- Yeelanna
- Coordinates: 34°08′24″S 135°43′44″E﻿ / ﻿34.14000°S 135.72889°E
- Country: Australia
- State: South Australia
- Region: Eyre Western
- LGA: District Council of Lower Eyre Peninsula;
- Location: 398 km (247 mi) W of Adelaide; 77 km (48 mi) N of Port Lincoln; 14 km (8.7 mi) N of Cummins;
- Established: 1904

Government
- • State electorate: Flinders;
- • Federal division: Grey;

Population
- • Total: 85 (SAL 2021)
- Postcode: 5632
- County: Flinders
Localities around Yeelanna
| Mitchell | Karkoo |  |
| Kapinnie | Yeelanna | Brooker |
|  | Cummins | Cockaleechie |

= Yeelanna, South Australia =

Yeelanna (an Aboriginal word meaning "Local Spring") is a town on the Lower Eyre Peninsula in South Australia located 77 km north of Port Lincoln. It is on the Tod Highway and Eyre Peninsula Railway between Lock and Cummins. The Yeelanna district is known for its extremely fertile farming land, where nearly all farms in the district are continuously cropped.

==History==
The aboriginal Nauo Tribe were the first people in the area. In the early days the area was known as Shannon and the first white settlers came to the district in 1904. The township was surveyed in 1908 and was first called Bellwood, but the name of the towns railway siding called Yeelanna stuck. Yeelanna had a policeman in the early days who lived in a tent, and there were two brick cells there for the wrong-doers. A large dam was dug in 1909 and supplied the township in the early days, and later was connected to the Yeelanna oval to water it for football and cricket. Yeelanna had a butcher shop, a blacksmith shop and a 19-room hotel in the early days. The hotel opened in 1912 and closed in 1924, it was then dismantled and the stone was transported to Kimba to build the current Kimba Gateway Hotel. Also, there was a bank, a bakery until the 1950s, a boarding house that opened in 1910 and a primary school that opened in 1908 and closed in 1972. The school is now the Bellwood Museum. There was a railway station, five railway cottages that were demolished in the mid to late 1970s, and a couple of mechanical businesses. The town had two shops in the early 1980s, with one being also a post office. The last shop closed was the Yeelanna General Store in the late 1980s. There were five fuel agents in town, with at least two still being there in the 1990s. There is still one mechanical business.
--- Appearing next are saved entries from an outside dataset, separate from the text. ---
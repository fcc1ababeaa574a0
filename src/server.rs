//! # HTTP Server
//!
//! HTTP server for metrics and Kubernetes health checks.
//!
//! Provides endpoints:
//! - `/metrics` - Prometheus metrics in text format
//! - `/healthz` - Liveness check (always returns 200)
//! - `/readyz` - Readiness check (returns 200 once the startup sync pass has finished,
//!   with the pass outcome as the body)
//!
//! The server runs on port 5000 by default (configurable via `METRICS_PORT` environment variable).

use crate::error::{SyncError, SyncResult};
use crate::metrics::REGISTRY;
use crate::reconciler::SyncReport;
use axum::{extract::State, http::StatusCode, response::IntoResponse, routing::get, Router};
use prometheus::{Encoder, TextEncoder};
use std::sync::atomic::{AtomicBool, AtomicU8, Ordering};
use std::sync::Arc;
use tokio::net::TcpListener;
use tracing::{error, info};

/// Outcome of the startup sync pass as reported by `/readyz`
#[derive(Debug, Clone, Copy, PartialEq, Eq)]
#[repr(u8)]
pub enum PassStatus {
    Pending = 0,
    Succeeded = 1,
    PartiallyFailed = 2,
    Failed = 3,
}

impl PassStatus {
    fn from_u8(value: u8) -> Self {
        match value {
            1 => Self::Succeeded,
            2 => Self::PartiallyFailed,
            3 => Self::Failed,
            _ => Self::Pending,
        }
    }

    #[must_use]
    pub fn as_str(&self) -> &'static str {
        match self {
            Self::Pending => "pending",
            Self::Succeeded => "succeeded",
            Self::PartiallyFailed => "partially-failed",
            Self::Failed => "failed",
        }
    }
}

#[derive(Debug, Default)]
pub struct ServerState {
    pub is_ready: Arc<AtomicBool>,
    pass_status: AtomicU8,
}

impl ServerState {
    /// Record how the startup pass ended and start reporting ready
    ///
    /// A failed pass still makes the process ready; the outcome is exposed
    /// for operators and the next start retries.
    pub fn finish_startup_pass(&self, result: &SyncResult<SyncReport>) {
        let status = match result {
            Ok(_) => PassStatus::Succeeded,
            Err(SyncError::Apply(_)) => PassStatus::PartiallyFailed,
            Err(_) => PassStatus::Failed,
        };
        self.pass_status.store(status as u8, Ordering::Relaxed);
        self.is_ready.store(true, Ordering::Relaxed);
    }

    #[must_use]
    pub fn pass_status(&self) -> PassStatus {
        PassStatus::from_u8(self.pass_status.load(Ordering::Relaxed))
    }
}

pub fn router(state: Arc<ServerState>) -> Router {
    Router::new()
        .route("/metrics", get(metrics_handler))
        .route("/healthz", get(healthz_handler))
        .route("/readyz", get(readyz_handler))
        .with_state(state)
}

pub async fn start_server(port: u16, state: Arc<ServerState>) -> Result<(), anyhow::Error> {
    let addr = format!("0.0.0.0:{port}");
    let listener = TcpListener::bind(&addr).await?;

    info!("HTTP server listening on {}", addr);

    axum::serve(listener, router(state)).await?;

    Ok(())
}

async fn metrics_handler() -> impl IntoResponse {
    let encoder = TextEncoder::new();
    let metric_families = REGISTRY.gather();

    let mut buffer = Vec::new();
    if let Err(e) = encoder.encode(&metric_families, &mut buffer) {
        error!("Failed to encode metrics: {}", e);
        return (
            StatusCode::INTERNAL_SERVER_ERROR,
            [("content-type", "text/plain")],
            format!("Failed to encode metrics: {e}").into_bytes(),
        );
    }

    (
        StatusCode::OK,
        [("content-type", "text/plain; version=0.0.4; charset=utf-8")],
        buffer,
    )
}

async fn healthz_handler() -> impl IntoResponse {
    StatusCode::OK
}

async fn readyz_handler(State(state): State<Arc<ServerState>>) -> impl IntoResponse {
    let code = if state.is_ready.load(Ordering::Relaxed) {
        StatusCode::OK
    } else {
        StatusCode::SERVICE_UNAVAILABLE
    };
    (code, format!("startup sync {}", state.pass_status().as_str()))
}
The old oval owned by the Yeelanna Memorial Association is used to put in a crop by the Yeelanna Memorial Association to help with their funds. The Recreational Park with the new oval was created in the 1950s and the new oval was used until around 2003–04 when the new oval was last used by the Karkoo/Yeelanna cricket club. The part of the recreation ground where the new oval was, has been sold and a new house and shed built on it where a spraying and windrowing business is run from, but the part of the recreation ground where the toilets, tennis and netball courts are remain in public ownership.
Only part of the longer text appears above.